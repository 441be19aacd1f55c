//! Sequence drill: evenly spaced values with a strided overwrite.

use std::path::Path;

use anyhow::{Context, Result};
use ndarray::Array1;

use gridkata_core::sequence::{evenly_spaced, overwrite_strided};
use gridkata_core::DrillConfig;

/// The mutated sequence.
#[derive(Debug)]
pub struct SequenceOutcome {
    pub values: Array1<f64>,
}

pub fn run_sequence(config: &DrillConfig) -> Result<SequenceOutcome> {
    let mut values = evenly_spaced(config.seq_start, config.seq_stop, config.seq_len);
    overwrite_strided(&mut values, config.overwrite_stride, config.overwrite_value)?;
    log::info!(
        "[GridKata::Sequence] {} values from {} to {}, every {}th set to {}",
        config.seq_len,
        config.seq_start,
        config.seq_stop,
        config.overwrite_stride,
        config.overwrite_value
    );
    Ok(SequenceOutcome { values })
}

/// Emit the final sequence, one value per line.
pub fn print_sequence(outcome: &SequenceOutcome) {
    for value in outcome.values.iter() {
        println!("{}", value);
    }
}

/// Write the final sequence as `index,value` CSV.
pub fn write_sequence_csv(outcome: &SequenceOutcome, path: &Path) -> Result<()> {
    let mut writer = csv::Writer::from_path(path)
        .with_context(|| format!("Failed to create output: {}", path.display()))?;
    writer.write_record(["index", "value"])?;
    for (index, value) in outcome.values.iter().enumerate() {
        writer.write_record(&[index.to_string(), value.to_string()])?;
    }
    writer.flush()?;
    Ok(())
}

.....

# Exercise directions
Write the records out again. Keep every line exactly as it is.

# Exercise solution
repository 441be19aacd1f55c
//! Sequence drill: evenly spaced values with a strided overwrite.

use std::path::Path;

use anyhow::{Context, Result};
use ndarray::Array1;

use gridkata_core::sequence::{evenly_spaced, overwrite_strided};
use gridkata_core::DrillConfig;

/// The mutated sequence.
#[derive(Debug)]
pub struct SequenceOutcome {
    pub values: Array1<f64>,
}

pub fn run_sequence(config: &DrillConfig) -> Result<SequenceOutcome> {
    let mut values = evenly_spaced(config.seq_start, config.seq_stop, config.seq_len);
    overwrite_strided(&mut values, config.overwrite_stride, config.overwrite_value)?;
    log::info!(
        "[GridKata::Sequence] {} values from {} to {}, every {}th set to {}",
        config.seq_len,
        config.seq_start,
        config.seq_stop,
        config.overwrite_stride,
        config.overwrite_value
    );
    Ok(SequenceOutcome { values })
}

/// Emit the final sequence, one value per line.
pub fn print_sequence(outcome: &SequenceOutcome) {
    for value in outcome.values.iter() {
        println!("{}", value);
    }
}

/// Write the final sequence as `index,value` CSV.
pub fn write_sequence_csv(outcome: &SequenceOutcome, path: &Path) -> Result<()> {
    let mut writer = csv::Writer::from_path(path)
        .with_context(|| format!("Failed to create output: {}", path.display()))?;
    writer.write_record(["index", "value"])?;
    for (index, value) in outcome.values.iter().enumerate() {
        writer.write_record(&[index.to_string(), value.to_string()])?;
    }
    writer.flush()?;
    Ok(())
}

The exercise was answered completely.